This review comes from Charlotte Bois-Pursey or @cep44 if you're a twitter user :)
Spoiler Alert: This is a review of Rachel Tucker in The Last Ship and may contain spoilers for some readers.
As soon as I heard that Rachel Tucker would make making her maiden voyage on Broadway in The Last Ship I decided that I had to sail across the Atlantic to see it for myself. I then concluded that this epic boat journey would eat into my show watching time so I flew Virgin Atlantic instead, leaving me with plenty of time for a Broadway binge.
So since I’d Do Anything to see Rachel perform, and seeing her in The Last Ship was The Reason for my trip to New York, it’s fairly safe to assume that this review is going to be fairly Rachel focussed. (The fact it’s on the Rachel Tucker FanBlog might also have given you a clue). So let’s get the inevitable “Rachel is fantastic” part of the review out of the way:
Rachel is fantastic. On a superficial level, the red hair really suits her and I loved that her costumes consisted mostly of skinny jeans. She does the best Geordie accent of the cast (ignoring Jimmy Nail who isn’t doing an accent so much as being Jimmy Nail) and her singing is, as ever, sublime. I genuinely think that she has the best number of the entire show in “If you ever see me talking to a sailor”. Not only is the song a catchy tango which shows off a bit of her belting, but the staging is brilliant and Rachel pulls off some nifty moves which I can only describe as “glassography”. Her acting is also brilliant, even in scenes where she doesn’t have much dialogue.

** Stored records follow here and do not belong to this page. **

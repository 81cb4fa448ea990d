//! Patrol — обход checkpoint'ов по кольцу начиная с ближайшего

use super::{BehaviorContext, Transition};
use crate::ai::{AnimationTrigger, BehaviorError, BehaviorKind, WaypointRegistry};

#[derive(Debug, Clone)]
pub struct Patrol {
    waypoints: WaypointRegistry,
    current: usize,
}

impl Patrol {
    pub fn new(waypoints: WaypointRegistry) -> Self {
        Self {
            waypoints,
            current: 0,
        }
    }

    /// Индекс текущей точки в registry
    pub fn current_index(&self) -> usize {
        self.current
    }

    pub fn enter(&mut self, ctx: &mut BehaviorContext) -> Result<(), BehaviorError> {
        // Ближайшая точка; при равенстве — первая в registry
        self.current = self
            .waypoints
            .nearest(ctx.transform.translation)
            .ok_or(BehaviorError::NoCheckpoints)?;

        ctx.set_trigger(AnimationTrigger::Walking);
        ctx.nav.set_stopped(false);
        ctx.nav.set_speed(ctx.config.patrol_speed);
        self.head_to_current(ctx)
    }

    pub fn update(&mut self, ctx: &mut BehaviorContext) -> Result<Transition, BehaviorError> {
        if ctx.nav.remaining_distance() < ctx.config.arrival_distance {
            self.current = self
                .waypoints
                .next_index(self.current)
                .ok_or(BehaviorError::NoCheckpoints)?;
            self.head_to_current(ctx)?;
        }

        // Порядок важен: зрение проверяется раньше спины
        if ctx.can_see_target() {
            Ok(Transition::To(BehaviorKind::Pursue))
        } else if ctx.is_target_behind() {
            Ok(Transition::To(BehaviorKind::RunAway))
        } else {
            Ok(Transition::Stay)
        }
    }

    pub fn exit(&mut self, ctx: &mut BehaviorContext) {
        ctx.reset_trigger(AnimationTrigger::Walking);
    }

    fn head_to_current(&self, ctx: &mut BehaviorContext) -> Result<(), BehaviorError> {
        let waypoint = self
            .waypoints
            .get(self.current)
            .ok_or(BehaviorError::InvalidCheckpointIndex {
                index: self.current,
                len: self.waypoints.len(),
            })?;
        ctx.nav.request_destination(waypoint.position);
        Ok(())
    }
}
//! FSM AI systems (тик BehaviorMachine, flush side effects в events).

use bevy::prelude::*;

use crate::ai::{
    AIConfig, AttackSucceeded, BehaviorContext, BehaviorEffects, BehaviorMachine, PresentationEvent, WaypointRegistry,
};
use crate::components::{NavAgent, Npc, SafePoint, TargetActor};
use crate::DeterministicRng;

/// Система: один тик FSM для каждого NPC
///
/// Порядок внутри тика (на агента):
/// 1. Резолв позиции цели (despawned entity → None, perception fail closed)
/// 2. BehaviorMachine::tick (Enter → Update → Exit, successor на месте предшественника)
/// 3. Flush side effects: PresentationEvent, AttackSucceeded
///
/// Rally point = первый найденный SafePoint, резолвится каждый тик и копируется
/// в RunAway при его создании.
pub fn tick_behavior_machines(
    mut agents: Query<
        (Entity, &mut BehaviorMachine, &mut Transform, &mut NavAgent, &AIConfig),
        (With<Npc>, Without<TargetActor>),
    >,
    targets: Query<&Transform, (With<TargetActor>, Without<Npc>)>,
    safe_points: Query<&Transform, (With<SafePoint>, Without<Npc>)>,
    registry: Option<Res<WaypointRegistry>>,
    mut rng: ResMut<DeterministicRng>,
    time: Res<Time<Fixed>>,
    mut presentation_events: EventWriter<PresentationEvent>,
    mut attack_events: EventWriter<AttackSucceeded>,
    mut effects: Local<BehaviorEffects>,
) {
    let delta = time.delta_secs();
    let safe_point = safe_points.iter().next().map(|transform| transform.translation);
    let empty_registry = WaypointRegistry::default();
    let waypoints = registry.as_deref().unwrap_or(&empty_registry);

    for (entity, mut machine, mut transform, mut nav, config) in agents.iter_mut() {
        let target_entity = machine.target();
        let target = target_entity
            .and_then(|target| targets.get(target).ok())
            .map(|transform| transform.translation);

        if machine.observe_target(target.is_some()) {
            crate::logger::log_warning(&format!(
                "AI: {:?} has no target (bound {:?}), perception disabled",
                entity, target_entity
            ));
        }

        effects.clear();
        let transition = {
            let mut ctx = BehaviorContext {
                agent: entity,
                transform: &mut transform,
                nav: &mut nav,
                target,
                waypoints,
                safe_point,
                config,
                rng: &mut rng.rng,
                delta,
                effects: &mut effects,
            };
            machine.tick(&mut ctx)
        };

        if let Some((from, to)) = transition {
            crate::logger::log(&format!("AI: {:?} {:?} → {:?}", entity, from, to));
        }

        for signal in effects.signals.drain(..) {
            presentation_events.write(PresentationEvent { agent: entity, signal });
        }

        if effects.attack_succeeded {
            attack_events.write(AttackSucceeded {
                attacker: entity,
                target: machine.target(),
            });
        }
    }
}
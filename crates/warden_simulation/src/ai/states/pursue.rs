//! Pursue — погоня. Destination обновляется каждый тик.

use super::{BehaviorContext, Transition};
use crate::ai::{AnimationTrigger, BehaviorKind};

#[derive(Debug, Clone, Copy, Default)]
pub struct Pursue;

impl Pursue {
    pub fn enter(&mut self, ctx: &mut BehaviorContext) {
        ctx.set_trigger(AnimationTrigger::Running);
        ctx.nav.set_stopped(false);
        ctx.nav.set_speed(ctx.config.pursue_speed);
    }

    /// Переходы проверяются только когда у навигации есть валидный путь
    pub fn update(&mut self, ctx: &mut BehaviorContext) -> Transition {
        if let Some(target) = ctx.target {
            ctx.nav.request_destination(target);
        }

        if !ctx.nav.has_path() {
            return Transition::Stay;
        }

        if ctx.can_attack_target() {
            Transition::To(BehaviorKind::Attack)
        } else if !ctx.can_see_target() {
            Transition::To(BehaviorKind::Patrol)
        } else {
            Transition::Stay
        }
    }

    pub fn exit(&mut self, ctx: &mut BehaviorContext) {
        ctx.reset_trigger(AnimationTrigger::Running);
    }
}
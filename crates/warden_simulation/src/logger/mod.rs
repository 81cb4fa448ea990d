//! Logger — глобальный pluggable sink для симуляции
//!
//! Host (headless binary, тесты, engine bridge) ставит свой LogPrinter через `set_logger`.
//! Без установленного printer все сообщения молча отбрасываются.

use once_cell::sync::Lazy;
use std::sync::Mutex;

// Потокобезопасный глобальный logger (static, без Arc)
static LOGGER: Lazy<Mutex<Option<Box<dyn LogPrinter>>>> = Lazy::new(|| Mutex::new(None));

pub static LOGGER_LEVEL: Lazy<Mutex<LogLevel>> = Lazy::new(|| Mutex::new(LogLevel::Debug));

pub fn set_logger(logger: Box<dyn LogPrinter>) {
    *LOGGER.lock().unwrap() = Some(logger);
}

pub fn set_log_level(level: LogLevel) {
    *LOGGER_LEVEL.lock().unwrap() = level;
}

pub fn set_logger_if_needed(logger: Box<dyn LogPrinter>) {
    let mut slot = LOGGER.lock().unwrap();
    if slot.is_none() {
        *slot = Some(logger);
    }
}

/// Уровни логов (порядок вариантов = порядок важности)
#[derive(Debug, Clone, Copy, PartialEq, Eq, PartialOrd, Ord, Hash)]
pub enum LogLevel {
    Debug,
    Info,
    Warning,
    Error,
}

impl LogLevel {
    pub fn as_str(&self) -> &'static str {
        match self {
            LogLevel::Debug => "DEBUG",
            LogLevel::Info => "INFO",
            LogLevel::Warning => "WARNING",
            LogLevel::Error => "ERROR",
        }
    }

    /// Проходит ли сообщение текущий LOGGER_LEVEL
    pub fn is_enabled(&self) -> bool {
        *self >= *LOGGER_LEVEL.lock().unwrap()
    }
}

pub trait LogPrinter: Send + Sync {
    fn log(&self, level: LogLevel, message: &str);
}

pub fn log(message: &str) {
    log_with_level(LogLevel::Debug, message);
}

pub fn log_info(message: &str) {
    log_with_level(LogLevel::Info, message);
}

pub fn log_warning(message: &str) {
    log_with_level(LogLevel::Warning, message);
}

pub fn log_error(message: &str) {
    log_with_level(LogLevel::Error, message);
}

pub fn log_with_level(level: LogLevel, message: &str) {
    // Фильтр по уровню до форматирования timestamp
    if !level.is_enabled() {
        return;
    }
    if let Some(logger) = LOGGER.lock().unwrap().as_ref() {
        let timestamp = chrono::Local::now().format("%Y-%m-%d %H:%M:%S%.3f");
        logger.log(level, &format!("[{}] {}", timestamp, message));
    }
}

/// stdout printer для headless прогонов
pub struct ConsoleLogger;

impl LogPrinter for ConsoleLogger {
    fn log(&self, level: LogLevel, message: &str) {
        println!("[{}] {}", level.as_str(), message);
    }
}

pub fn init_logger() {
    set_logger_if_needed(Box::new(ConsoleLogger));
}
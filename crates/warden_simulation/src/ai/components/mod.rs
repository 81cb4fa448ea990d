//! AI components

pub mod fsm;

// Tests (separate files with _tests suffix)
#[cfg(test)]
mod fsm_tests;

// Re-export all components
pub use fsm::*;
//! Navigation handle: контракт между FSM и pathfinding сервисом

use bevy::prelude::*;

/// Навигационный агент NPC
///
/// Архитектура:
/// - FSM пишет запросы: `request_destination`, `set_speed`, `set_stopped`
/// - Pathfinding сервис (NavigationPlugin или внешний navmesh) читает destination,
///   двигает агента и отчитывается через `report_path`
/// - FSM читает прогресс на следующих тиках (`remaining_distance`, `has_path`), никогда не ждёт
///
/// Пока новый destination не обработан сервисом (`path_pending`), `remaining_distance()`
/// возвращает +∞: arrival не может сработать по прогрессу старого пути.
/// `has_path()` при этом сохраняет последний известный путь (re-planning не сбрасывает его).
#[derive(Component, Debug, Clone, PartialEq, Reflect)]
#[reflect(Component)]
pub struct NavAgent {
    speed: f32,
    is_stopped: bool,
    destination: Option<Vec3>,
    path_pending: bool,
    remaining_distance: f32,
    has_path: bool,
}

impl Default for NavAgent {
    fn default() -> Self {
        Self {
            speed: 2.0, // 2 m/s — базовая скорость ходьбы
            is_stopped: false,
            destination: None,
            path_pending: false,
            remaining_distance: 0.0,
            has_path: false,
        }
    }
}

impl NavAgent {
    /// Запрос маршрута. Повторный запрос той же точки ничего не меняет.
    pub fn request_destination(&mut self, point: Vec3) {
        if self.destination != Some(point) {
            self.destination = Some(point);
            self.path_pending = true;
        }
    }

    pub fn set_speed(&mut self, speed: f32) {
        self.speed = speed;
    }

    pub fn set_stopped(&mut self, stopped: bool) {
        self.is_stopped = stopped;
    }

    pub fn speed(&self) -> f32 {
        self.speed
    }

    pub fn is_stopped(&self) -> bool {
        self.is_stopped
    }

    pub fn destination(&self) -> Option<Vec3> {
        self.destination
    }

    pub fn is_path_pending(&self) -> bool {
        self.path_pending
    }

    pub fn remaining_distance(&self) -> f32 {
        if self.path_pending {
            f32::INFINITY
        } else {
            self.remaining_distance
        }
    }

    pub fn has_path(&self) -> bool {
        self.has_path
    }

    /// Отчёт pathfinding сервиса о прогрессе текущего запроса
    pub fn report_path(&mut self, remaining_distance: f32, has_path: bool) {
        self.path_pending = false;
        self.remaining_distance = remaining_distance;
        self.has_path = has_path;
    }
}

#[cfg(test)]
mod tests {
    use super::*;

    #[test]
    fn test_pending_request_hides_stale_progress() {
        let mut nav = NavAgent::default();
        nav.report_path(0.2, true);
        assert_eq!(nav.remaining_distance(), 0.2);

        nav.request_destination(Vec3::new(10.0, 0.0, 0.0));
        assert!(nav.is_path_pending());
        assert_eq!(nav.remaining_distance(), f32::INFINITY);
        assert!(nav.has_path()); // Старый путь сохраняется пока идёт re-planning

        nav.report_path(9.5, true);
        assert_eq!(nav.remaining_distance(), 9.5);
    }

    #[test]
    fn test_same_destination_is_not_replanned() {
        let mut nav = NavAgent::default();
        nav.request_destination(Vec3::X);
        nav.report_path(1.0, true);

        nav.request_destination(Vec3::X);
        assert!(!nav.is_path_pending());
        assert_eq!(nav.remaining_distance(), 1.0);
    }
}
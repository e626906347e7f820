//! Configuration source abstraction
//!
//! The `ConfigStore` trait is the process-wide key-value configuration the
//! site registry reads `{plugin}.defaultSite` and `{plugin}.siteList` from.
//! Keys are dotted paths into a JSON document.
//!
//! Implementations:
//! - `MemoryConfigStore`: in-process document (embedding, tests)
//! - `FileConfigStore` (`cmsroute-config-file`): YAML or TOML file on disk

use async_trait::async_trait;
use serde_json::Value;
use std::sync::RwLock;
use tracing::debug;

use crate::{Result, error::ConfigError};

/// Configuration store trait
///
/// # Example
/// ```no_run
/// # use cmsroute_core::config_store::{ConfigStore, MemoryConfigStore};
/// # async fn example() -> cmsroute_core::Result<()> {
/// let store = MemoryConfigStore::new(serde_json::json!({
///     "WordpressConnector": { "defaultSite": "MAIN" }
/// }));
/// let default = store.read("WordpressConnector.defaultSite").await?;
/// # Ok(())
/// # }
/// ```
#[async_trait]
pub trait ConfigStore: Send + Sync {
    /// Get the whole configuration document
    async fn get_config(&self) -> Result<Value>;

    /// Validate a configuration document before it is stored
    async fn validate_config(&self, config: &Value) -> Result<()> {
        validate_document(config)
    }

    /// Read one value by dotted key (`WordpressConnector.siteList`)
    ///
    /// Returns `None` when any segment of the path is missing.
    async fn read(&self, key: &str) -> Result<Option<Value>> {
        let config = self.get_config().await?;
        Ok(lookup(&config, key).cloned())
    }
}

/// Follow a dotted key through nested objects
pub fn lookup<'a>(config: &'a Value, key: &str) -> Option<&'a Value> {
    key.split('.')
        .filter(|segment| !segment.is_empty())
        .try_fold(config, |value, segment| value.as_object()?.get(segment))
}

/// Structural checks shared by every store
///
/// The document must be an object. Any top-level section carrying a
/// `siteList` must map symbols to objects whose known fields are strings,
/// and its `defaultSite` (if any) must be a string.
pub fn validate_document(config: &Value) -> Result<()> {
    let Some(sections) = config.as_object() else {
        return Err(source_error("Configuration must be an object"));
    };

    for (section_name, section) in sections {
        let Some(section) = section.as_object() else {
            continue;
        };

        if let Some(default_site) = section.get("defaultSite")
            && !default_site.is_string()
            && !default_site.is_null()
        {
            return Err(source_error(format!(
                "'{}.defaultSite' must be a string",
                section_name
            )));
        }

        let Some(site_list) = section.get("siteList") else {
            continue;
        };
        let Some(sites) = site_list.as_object() else {
            return Err(source_error(format!(
                "'{}.siteList' must be a mapping of site symbols",
                section_name
            )));
        };

        for (symbol, site) in sites {
            let Some(fields) = site.as_object() else {
                return Err(source_error(format!(
                    "'{}.siteList.{}' must be a mapping",
                    section_name, symbol
                )));
            };
            for field in ["datasource", "tablePrefix", "type", "localPath"] {
                if let Some(value) = fields.get(field)
                    && !value.is_string()
                    && !value.is_null()
                {
                    return Err(source_error(format!(
                        "'{}.siteList.{}.{}' must be a string",
                        section_name, symbol, field
                    )));
                }
            }
        }
    }

    debug!("Config validation passed");
    Ok(())
}

fn source_error(reason: impl Into<String>) -> crate::Error {
    ConfigError::Source(reason.into()).into()
}

/// In-memory configuration store
#[derive(Debug, Default)]
pub struct MemoryConfigStore {
    config: RwLock<Value>,
}

impl MemoryConfigStore {
    pub fn new(config: Value) -> Self {
        Self {
            config: RwLock::new(config),
        }
    }

    /// Write one value by dotted key, creating intermediate objects
    pub fn write(&self, key: &str, value: Value) {
        let mut config = self
            .config
            .write()
            .unwrap_or_else(|poisoned| poisoned.into_inner());

        let mut current = &mut *config;
        for segment in key.split('.').filter(|segment| !segment.is_empty()) {
            if !current.is_object() {
                *current = Value::Object(Default::default());
            }
            let Value::Object(map) = current else {
                unreachable!("replaced with an object above");
            };
            current = map.entry(segment.to_string()).or_insert(Value::Null);
        }
        *current = value;
    }
}

#[async_trait]
impl ConfigStore for MemoryConfigStore {
    async fn get_config(&self) -> Result<Value> {
        Ok(self
            .config
            .read()
            .unwrap_or_else(|poisoned| poisoned.into_inner())
            .clone())
    }
}
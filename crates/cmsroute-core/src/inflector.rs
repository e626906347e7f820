//! Name transforms between table names, class names and registry aliases

use convert_case::{Case, Casing};
use once_cell::sync::Lazy;
use regex::Regex;

/// Words that read the same in singular and plural
static UNINFLECTED: Lazy<Regex> = Lazy::new(|| {
    Regex::new(
        r"(?i)^(.*[nrlm]ese|.*data|.*deer|.*fish|.*measles|.*meta|.*ois|.*pox|.*sheep|.*media|feedback|stadia|chassis|clippers|debris|diabetes|equipment|gallows|headquarters|information|innings|news|nexus|proceedings|research|series|species|weather)$",
    )
    .expect("uninflected pattern is valid")
});

const IRREGULAR: &[(&str, &str)] = &[
    ("atlases", "atlas"),
    ("beefs", "beef"),
    ("brothers", "brother"),
    ("children", "child"),
    ("corpuses", "corpus"),
    ("cows", "cow"),
    ("ganglions", "ganglion"),
    ("genies", "genie"),
    ("genera", "genus"),
    ("graffiti", "graffito"),
    ("hooves", "hoof"),
    ("loaves", "loaf"),
    ("men", "man"),
    ("monies", "money"),
    ("mongooses", "mongoose"),
    ("moves", "move"),
    ("mythoi", "mythos"),
    ("niches", "niche"),
    ("numina", "numen"),
    ("occiputs", "occiput"),
    ("octopuses", "octopus"),
    ("opuses", "opus"),
    ("oxen", "ox"),
    ("penises", "penis"),
    ("people", "person"),
    ("sexes", "sex"),
    ("soliloquies", "soliloquy"),
    ("testes", "testis"),
    ("trilbys", "trilby"),
    ("turves", "turf"),
    ("waves", "wave"),
    ("curves", "curve"),
];

/// Ordered singularization rules; the first match wins
static SINGULAR_RULES: Lazy<Vec<(Regex, &'static str)>> = Lazy::new(|| {
    [
        (r"(?i)(s)tatuses$", "${1}tatus"),
        (r"(?i)^(.*)(menu)s$", "${1}${2}"),
        (r"(?i)(quiz)zes$", "${1}"),
        (r"(?i)(matr)ices$", "${1}ix"),
        (r"(?i)(vert|ind)ices$", "${1}ex"),
        (r"(?i)^(ox)en", "${1}"),
        (r"(?i)(alias)(es)*$", "${1}"),
        (
            r"(?i)(alumn|bacill|cact|foc|fung|nucle|radi|stimul|syllab|termin|viri?)i$",
            "${1}us",
        ),
        (r"(?i)([ftw]ax)es", "${1}"),
        (r"(?i)(cris|ax|test)es$", "${1}is"),
        (r"(?i)(shoe)s$", "${1}"),
        (r"(?i)(o)es$", "${1}"),
        (r"ouses$", "ouse"),
        (r"([^a])uses$", "${1}us"),
        (r"(?i)([ml])ice$", "${1}ouse"),
        (r"(?i)(x|ch|ss|sh)es$", "${1}"),
        (r"(?i)(m)ovies$", "${1}ovie"),
        (r"(?i)([^aeiouy]|qu)ies$", "${1}y"),
        (r"(?i)(tive)s$", "${1}"),
        (r"(?i)(hive)s$", "${1}"),
        (r"(?i)(drive)s$", "${1}"),
        (r"(?i)([le])ves$", "${1}f"),
        (r"(?i)([^rfoa])ves$", "${1}fe"),
        (r"(?i)(^analy)ses$", "${1}sis"),
        (
            r"(?i)(analy|diagno|^ba|parenthe|progno|synop|the)ses$",
            "${1}sis",
        ),
        (r"(?i)([ti])a$", "${1}um"),
        (r"(?i)eaus$", "eau"),
        (r"^(.*us)$", "${1}"),
        (r"(?i)s$", ""),
    ]
    .into_iter()
    .map(|(pattern, replacement)| {
        (
            Regex::new(pattern).expect("singular rule pattern is valid"),
            replacement,
        )
    })
    .collect()
});

/// Singular form of the last word of an underscored name
///
/// `term_relationships` → `term_relationship`, `categories` → `category`.
pub fn singularize(word: &str) -> String {
    let (head, last) = match word.rsplit_once('_') {
        Some((head, last)) => (Some(head), last),
        None => (None, word),
    };

    let singular = singularize_word(last);
    match head {
        Some(head) => format!("{}_{}", head, singular),
        None => singular,
    }
}

fn singularize_word(word: &str) -> String {
    if word.is_empty() {
        return String::new();
    }

    let lower = word.to_lowercase();
    if let Some((_, singular)) = IRREGULAR.iter().find(|(plural, _)| *plural == lower) {
        return keep_leading_case(word, singular);
    }

    if UNINFLECTED.is_match(word) {
        return word.to_string();
    }

    for (rule, replacement) in SINGULAR_RULES.iter() {
        if rule.is_match(word) {
            return rule.replace(word, *replacement).into_owned();
        }
    }
    word.to_string()
}

fn keep_leading_case(original: &str, replacement: &str) -> String {
    let mut chars = replacement.chars();
    match (original.chars().next(), chars.next()) {
        (Some(first), Some(rest_first)) if first.is_uppercase() => {
            rest_first.to_uppercase().chain(chars).collect()
        }
        _ => replacement.to_string(),
    }
}

/// `PostMeta` → `post_meta`
pub fn underscore(name: &str) -> String {
    name.to_case(Case::Snake)
}

/// `term_taxonomy` → `TermTaxonomy`
pub fn camelize(name: &str) -> String {
    name.to_case(Case::Pascal)
}

/// Singular class name for a table name: `wp_posts` → `WpPost`, `posts` → `Post`
pub fn classify(table_name: &str) -> String {
    camelize(&singularize(&underscore(table_name)))
}

/// Split a registry alias into plugin and local name: `Plugin.Posts` → (`Plugin`, `Posts`)
pub fn plugin_split(alias: &str) -> (Option<&str>, &str) {
    match alias.split_once('.') {
        Some((plugin, name)) => (Some(plugin), name),
        None => (None, alias),
    }
}
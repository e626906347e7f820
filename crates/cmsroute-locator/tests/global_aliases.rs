//! The process-wide alias table shared by every locator

use cmsroute_core::{ModelKey, ModelKind, ModelOrigin, SchemaVersion};
use cmsroute_locator::{AliasKey, AliasTable, ModelLocator, ModelRegistry, ModelScope, TableClass};
use serial_test::serial;
use std::sync::Arc;
use std::thread;

const PLUGIN: &str = "GlobalAliasConnector";

fn registry() -> Arc<ModelRegistry> {
    let mut registry = ModelRegistry::new();
    registry
        .register_table(&ModelScope::versioned(PLUGIN, "v6"), TableClass::new("Posts"))
        .register_table(&ModelScope::versioned(PLUGIN, "v5"), TableClass::new("Posts"));
    Arc::new(registry)
}

#[test]
#[serial]
fn test_locators_bind_through_global_table() {
    let v6 = SchemaVersion::new("v6");
    let alias = AliasKey::new(PLUGIN, ModelKind::Table, "Posts", &v6);
    let target = ModelKey::versioned(PLUGIN, ModelKind::Table, &v6, "Posts");

    let first = ModelLocator::new(PLUGIN, registry());
    let resolved = first.locate("Posts", ModelKind::Table, &v6, Some("Cms/Global"));
    assert_eq!(resolved.origin, ModelOrigin::PluginVersioned);
    assert_eq!(resolved.location, "GlobalAliasConnector.Model.Table.PostsTable");
    assert_eq!(AliasTable::global().resolve(&alias), Some(target.clone()));

    // A second locator sees the binding without registering anything itself
    let second = ModelLocator::new(PLUGIN, Arc::new(ModelRegistry::new()));
    assert!(second.aliases().is_bound(&alias));
    let again = second.locate("Posts", ModelKind::Table, &v6, Some("Cms/Global"));
    assert_eq!(again.target, Some(target));
}

#[test]
#[serial]
fn test_concurrent_sites_converge_per_version() {
    let registry = registry();
    let handles: Vec<_> = ["v5", "v6", "v5", "v6", "v6", "v5"]
        .into_iter()
        .map(|version| {
            let locator = ModelLocator::new(PLUGIN, registry.clone());
            thread::spawn(move || {
                let version = SchemaVersion::new(version);
                let resolved = locator.locate("Posts", ModelKind::Table, &version, Some("Cms/Global"));
                (version, resolved.target)
            })
        })
        .collect();

    for handle in handles {
        let (version, target) = handle.join().unwrap();
        assert_eq!(
            target,
            Some(ModelKey::versioned(PLUGIN, ModelKind::Table, &version, "Posts"))
        );
        let alias = AliasKey::new(PLUGIN, ModelKind::Table, "Posts", &version);
        assert_eq!(AliasTable::global().resolve(&alias), target);
    }
}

On that note, I may be biased, but I don’t think she gets enough stage time. And she certainly doesn’t have enough songs. What she does, she does brilliantly, but I was left wanting more. (I’m not necessarily asking for them to hoist her into the air astride a broomstick but could they not have considered a Titanic style moment at the bow of the ship?) In all seriousness though, there are some moments which I thought could have been enhanced by a bit more Meg. She spends a long time on stage in silence as “What say you Meg?” is sung to her. I can see why they chose this to be a solo but I thought it had real potential as a duet, with Meg’s part voicing her internal monologue as she reflects on what is being sung to her. Meg also has a huge choice to make at the very end of the show and I thought this was again crying out for some sort of gut-wrenching ballad where Rachel could really let it rip. So much so that I was really surprised when the chorus broke into what was obviously the final number without her having sung again.
So, what about the rest of the show? The plot is pretty simple. The teenage Gideon turns his back on the family tradition of working in the shipyards and runs off to become a sailor, leaving girlfriend Meg behind in Wallesend. Gideon returns 15 years later upon his father’s death to find Meg raising her 15 year old son, Tom, with her new boyfriend, Arthur. Cue love triangle between Gideon, Meg and Arthur.
This is all set against the backdrop of the closure of the shipyard in which most of the men of the town work (except Arthur who has a fancy new job at the company which wants to close the yard down and open a salvage business instead). Rallied by the local priest, they join together to build one last ship, on which they intend to sail off into the sunset For Good. This is where you really need to suspend your disbelief. The issue of how they get the funds to build the ship is dealt with, but it’s really not very clear what they’re going to do with it (or themselves) afterwards.
There will be inevitable comparisons with things like Billy Elliot. In fact, a couple behind me noted that it was very Billy and seemed disappointed about the lack of dancing. The most obvious comparison on Broadway right now is probably Kinky Boots. Again, though, that has a lot more dancing and is generally showier than The Last Ship. I actually saw Kinky Boots the day after The Last Ship and can honestly say that I far preferred The Last Ship. It’s more subtle and the humour, whilst not laugh out loud stuff, is very British. It might not have the dancing boy or troupe of fabulous drag queens to stand out against the backdrop of working class doom and gloom, but it doesn’t need them. The thing that stands out is the music.
The set and staging are also really impressive. I loved the pool of water at the front of the stage and the way they created the ship for the final scene. There’s some very simple, but powerful, choreography, especially at the end of the first Act. There’s also a lot of rather less subtle foot-stomping and glass smashing (although not during the aforementioned glassography section).
Dodgy Geordie accents aside, the cast is generally excellent. I was particularly impressed by Collin Kelly-Sordelet who plays both Tom and the young Gideon. Fred Applegate was also great in the time honoured role of inebriated, foul-mouthed, but generally loveable priest. Sally Ann Triplett is great as Peggy but I rather got the impression that this was a bit part that had been created just to even up the gender balance in a fairly testosterone heavy production. I generally prefer my musicals to be led by a strong female cast, but I actually thought this might have been better if they’d dropped Peggy and made Meg a Meatier part.
Overall, The Last Ship could do with plugging a few plot holes to ensure it remains seaworthy, but it’s a great musical nonetheless and I hope that it makes its way across to our shores very soon – with its leading lady at the helm of course.